• _What is required_
Word for word, restate the entries below from their first line through the line that contains "pub enum CatalogError".

• _Given records_
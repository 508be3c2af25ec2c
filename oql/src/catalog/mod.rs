//! Entity schema catalog.
//!
//! Fetches the upstream entity configuration document once per load and
//! turns it into a typed registry: which columns of each entity kind can be
//! filtered, sorted, or returned, whether free-text mentions of the kind
//! need ID resolution, and the enumerated values of kinds that have them.
//! The registry is validated at load time and never mutated afterwards;
//! refreshing swaps the whole `Arc` so concurrent readers are unaffected.

use std::sync::{Arc, RwLock};

use async_trait::async_trait;
use indexmap::IndexMap;
use serde::{Deserialize, Serialize};
use serde_json::Value;
use thiserror::Error;
use tracing::{debug, info};

/// Entity kinds whose free-text mentions are looked up through the entity
/// search service during composition.
const RESOLVABLE_KINDS: &[&str] = &[
    "institutions",
    "authors",
    "keywords",
    "sources",
    "funders",
    "publishers",
    "topics",
];

/// Entity kinds enumerated directly in the configuration document.
const ENUMERATED_KINDS: &[&str] = &[
    "works",
    "continents",
    "countries",
    "domains",
    "fields",
    "institution-types",
    "languages",
    "licenses",
    "sdgs",
    "source-types",
    "subfields",
    "types",
];

#[derive(Debug, Error)]
pub enum CatalogError {
    #[error("schema configuration service unreachable: {0}")]
    Unreachable(String),
    #[error("schema configuration document malformed: {0}")]
    Malformed(String),
}

/// One enumerated value of an entity kind without resolution.
#[derive(Debug, Clone, PartialEq, Serialize, Deserialize)]
pub struct EntityValue {
    pub display_name: String,
    pub id: String,
}

/// Per-kind schema: column sets plus resolution and enumeration data.
#[derive(Debug, Clone, Default)]
pub struct EntitySchema {
    /// Column id -> human-readable description, in document order.
    pub columns: IndexMap<String, String>,
    pub filterable_columns: Vec<String>,
    pub sortable_columns: Vec<String>,
    pub returnable_columns: Vec<String>,
    /// Whether mentions of this kind go through the entity search service.
    pub requires_resolution: bool,
    /// Enumerated values; empty for kinds that require resolution.
    pub values: Vec<EntityValue>,
}

impl EntitySchema {
    pub fn is_filterable(&self, column_id: &str) -> bool {
        self.filterable_columns.iter().any(|c| c == column_id)
    }

    pub fn is_sortable(&self, column_id: &str) -> bool {
        self.sortable_columns.iter().any(|c| c == column_id)
    }

    pub fn is_returnable(&self, column_id: &str) -> bool {
        self.returnable_columns.iter().any(|c| c == column_id)
    }
}

/// The full per-kind schema registry, built once per load.
#[derive(Debug, Clone, Default)]
pub struct EntitySchemaRegistry {
    entities: IndexMap<String, EntitySchema>,
}

impl EntitySchemaRegistry {
    pub fn get(&self, kind: &str) -> Option<&EntitySchema> {
        self.entities.get(kind)
    }

    pub fn contains(&self, kind: &str) -> bool {
        self.entities.contains_key(kind)
    }

    pub fn iter(&self) -> impl Iterator<Item = (&String, &EntitySchema)> {
        self.entities.iter()
    }

    pub fn len(&self) -> usize {
        self.entities.len()
    }

    pub fn is_empty(&self) -> bool {
        self.entities.is_empty()
    }

    /// Build a registry directly from prepared schemas. Mostly useful for
    /// fixtures; production registries come from [`Self::from_config`].
    pub fn from_entities(entities: IndexMap<String, EntitySchema>) -> Self {
        Self { entities }
    }

    /// Build and validate a registry from the raw configuration document.
    ///
    /// Unknown top-level kinds (for example `concepts`, whose resolution
    /// support is not enabled) are skipped rather than rejected.
    pub fn from_config(config: &Value) -> Result<Self, CatalogError> {
        let document = config
            .as_object()
            .ok_or_else(|| CatalogError::Malformed("top level is not an object".to_string()))?;

        let mut entities = IndexMap::new();
        for (kind, entry) in document {
            let requires_resolution = if RESOLVABLE_KINDS.contains(&kind.as_str()) {
                true
            } else if ENUMERATED_KINDS.contains(&kind.as_str()) {
                false
            } else {
                debug!(kind = %kind, "skipping entity kind not enabled for querying");
                continue;
            };

            let mut schema = EntitySchema {
                requires_resolution,
                ..Default::default()
            };

            let columns = entry
                .get("columns")
                .and_then(Value::as_object)
                .ok_or_else(|| {
                    CatalogError::Malformed(format!("entity '{}' has no columns table", kind))
                })?;
            for column in columns.values() {
                let id = column
                    .get("id")
                    .and_then(Value::as_str)
                    .ok_or_else(|| {
                        CatalogError::Malformed(format!(
                            "entity '{}' has a column without an id",
                            kind
                        ))
                    })?
                    .to_string();
                let descr = column
                    .get("descr")
                    .and_then(Value::as_str)
                    .unwrap_or_default()
                    .to_string();

                let sortable = column
                    .get("actions")
                    .and_then(Value::as_array)
                    .map(|actions| actions.iter().any(|a| a.as_str() == Some("sort")))
                    .unwrap_or(false);

                schema.filterable_columns.push(id.clone());
                schema.returnable_columns.push(id.clone());
                if sortable {
                    schema.sortable_columns.push(id.clone());
                }
                schema.columns.insert(id, descr);
            }

            if !requires_resolution {
                if let Some(values) = entry.get("values") {
                    schema.values = serde_json::from_value(values.clone()).map_err(|e| {
                        CatalogError::Malformed(format!(
                            "entity '{}' has a malformed values list: {}",
                            kind, e
                        ))
                    })?;
                }
            }

            entities.insert(kind.clone(), schema);
        }

        if !entities.contains_key("works") {
            return Err(CatalogError::Malformed(
                "configuration document is missing the 'works' entity".to_string(),
            ));
        }

        Ok(Self { entities })
    }
}

/// Source of the raw entity configuration document.
#[async_trait]
pub trait SchemaSource: Send + Sync {
    async fn fetch_config(&self) -> Result<Value, CatalogError>;
}

/// HTTP source against `{base}/entities/config`.
pub struct HttpSchemaSource {
    client: reqwest::Client,
    base_url: String,
}

impl HttpSchemaSource {
    pub fn new(base_url: impl Into<String>) -> Self {
        Self {
            client: reqwest::Client::new(),
            base_url: base_url.into(),
        }
    }
}

#[async_trait]
impl SchemaSource for HttpSchemaSource {
    async fn fetch_config(&self) -> Result<Value, CatalogError> {
        let url = format!("{}/entities/config", self.base_url);
        let response = self
            .client
            .get(&url)
            .send()
            .await
            .map_err(|e| CatalogError::Unreachable(e.to_string()))?;
        if !response.status().is_success() {
            return Err(CatalogError::Unreachable(format!(
                "{} returned HTTP {}",
                url,
                response.status()
            )));
        }
        response
            .json()
            .await
            .map_err(|e| CatalogError::Malformed(e.to_string()))
    }
}

/// Process-wide catalog: loads the registry and caches it behind an `Arc`
/// swap. A failed reload leaves the previous copy authoritative.
pub struct EntitySchemaCatalog<S> {
    source: S,
    cached: RwLock<Option<Arc<EntitySchemaRegistry>>>,
}

impl<S: SchemaSource> EntitySchemaCatalog<S> {
    pub fn new(source: S) -> Self {
        Self {
            source,
            cached: RwLock::new(None),
        }
    }

    /// Fetch, build, validate, and publish a fresh registry.
    pub async fn load(&self) -> Result<Arc<EntitySchemaRegistry>, CatalogError> {
        let config = self.source.fetch_config().await?;
        let registry = Arc::new(EntitySchemaRegistry::from_config(&config)?);
        info!(entities = registry.len(), "entity schema catalog loaded");
        let mut cached = match self.cached.write() {
            Ok(guard) => guard,
            Err(poisoned) => poisoned.into_inner(),
        };
        *cached = Some(Arc::clone(&registry));
        Ok(registry)
    }

    /// The most recently published registry, if any load has succeeded.
    pub fn current(&self) -> Option<Arc<EntitySchemaRegistry>> {
        match self.cached.read() {
            Ok(guard) => guard.clone(),
            Err(poisoned) => poisoned.into_inner().clone(),
        }
    }
}

#[cfg(test)]
mod tests {
    use super::*;
    use serde_json::json;

    fn sample_config() -> Value {
        json!({
            "works": {
                "descrFull": "Scholarly works",
                "columns": {
                    "publication_year": {
                        "id": "publication_year",
                        "descr": "year of publication",
                        "actions": ["filter", "sort"]
                    },
                    "cited_by_count": {
                        "id": "cited_by_count",
                        "descr": "number of citations",
                        "actions": ["sort"]
                    },
                    "paper_title": {
                        "id": "paper_title",
                        "descr": "title of the work"
                    }
                }
            },
            "institutions": {
                "descrFull": "Research institutions",
                "columns": {
                    "display_name": {"id": "display_name", "descr": "institution name"}
                }
            },
            "countries": {
                "descrFull": "Countries",
                "columns": {
                    "id": {"id": "id", "descr": "country id"}
                },
                "values": [
                    {"display_name": "Canada", "id": "countries/CA"},
                    {"display_name": "France", "id": "countries/FR"}
                ]
            },
            "concepts": {
                "descrFull": "Legacy concepts",
                "columns": {
                    "id": {"id": "id", "descr": "concept id"}
                }
            }
        })
    }

    struct FixtureSource(Value);

    #[async_trait]
    impl SchemaSource for FixtureSource {
        async fn fetch_config(&self) -> Result<Value, CatalogError> {
            Ok(self.0.clone())
        }
    }

    struct FailingSource;

    #[async_trait]
    impl SchemaSource for FailingSource {
        async fn fetch_config(&self) -> Result<Value, CatalogError> {
            Err(CatalogError::Unreachable("connection refused".to_string()))
        }
    }

    #[test]
    fn registry_partitions_columns_by_action() {
        let registry = EntitySchemaRegistry::from_config(&sample_config()).unwrap();
        let works = registry.get("works").unwrap();
        assert!(works.is_filterable("publication_year"));
        assert!(works.is_sortable("publication_year"));
        assert!(works.is_sortable("cited_by_count"));
        assert!(!works.is_sortable("paper_title"));
        assert!(works.is_returnable("paper_title"));
        assert!(!works.requires_resolution);
    }

    #[test]
    fn resolvable_and_enumerated_kinds_are_classified() {
        let registry = EntitySchemaRegistry::from_config(&sample_config()).unwrap();
        assert!(registry.get("institutions").unwrap().requires_resolution);
        let countries = registry.get("countries").unwrap();
        assert!(!countries.requires_resolution);
        assert_eq!(countries.values.len(), 2);
        assert_eq!(countries.values[0].id, "countries/CA");
        // concepts is known upstream but not enabled for querying
        assert!(!registry.contains("concepts"));
    }

    #[test]
    fn missing_works_entity_is_malformed() {
        let config = json!({
            "countries": {"columns": {"id": {"id": "id", "descr": ""}}}
        });
        let err = EntitySchemaRegistry::from_config(&config).unwrap_err();
        assert!(matches!(err, CatalogError::Malformed(_)));
    }

    #[tokio::test]
    async fn load_publishes_and_caches() {
        let catalog = EntitySchemaCatalog::new(FixtureSource(sample_config()));
        assert!(catalog.current().is_none());
        let registry = catalog.load().await.unwrap();
        assert_eq!(registry.len(), 3);
        assert!(catalog.current().is_some());
    }

    #[tokio::test]
    async fn failed_load_returns_error_and_publishes_nothing() {
        let catalog = EntitySchemaCatalog::new(FailingSource);
        let err = catalog.load().await.unwrap_err();
        assert!(matches!(err, CatalogError::Unreachable(_)));
        assert!(catalog.current().is_none());
    }
}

• _Result of this exercise_
repository 508be3c2af25ec2c
filename oql/src/catalog/mod.rs
//! Entity schema catalog.
//!
//! Fetches the upstream entity configuration document once per load and
//! turns it into a typed registry: which columns of each entity kind can be
//! filtered, sorted, or returned, whether free-text mentions of the kind
//! need ID resolution, and the enumerated values of kinds that have them.
//! The registry is validated at load time and never mutated afterwards;
//! refreshing swaps the whole `Arc` so concurrent readers are unaffected.

use std::sync::{Arc, RwLock};

use async_trait::async_trait;
use indexmap::IndexMap;
use serde::{Deserialize, Serialize};
use serde_json::Value;
use thiserror::Error;
use tracing::{debug, info};

/// Entity kinds whose free-text mentions are looked up through the entity
/// search service during composition.
const RESOLVABLE_KINDS: &[&str] = &[
    "institutions",
    "authors",
    "keywords",
    "sources",
    "funders",
    "publishers",
    "topics",
];

/// Entity kinds enumerated directly in the configuration document.
const ENUMERATED_KINDS: &[&str] = &[
    "works",
    "continents",
    "countries",
    "domains",
    "fields",
    "institution-types",
    "languages",
    "licenses",
    "sdgs",
    "source-types",
    "subfields",
    "types",
];

#[derive(Debug, Error)]
pub enum CatalogError {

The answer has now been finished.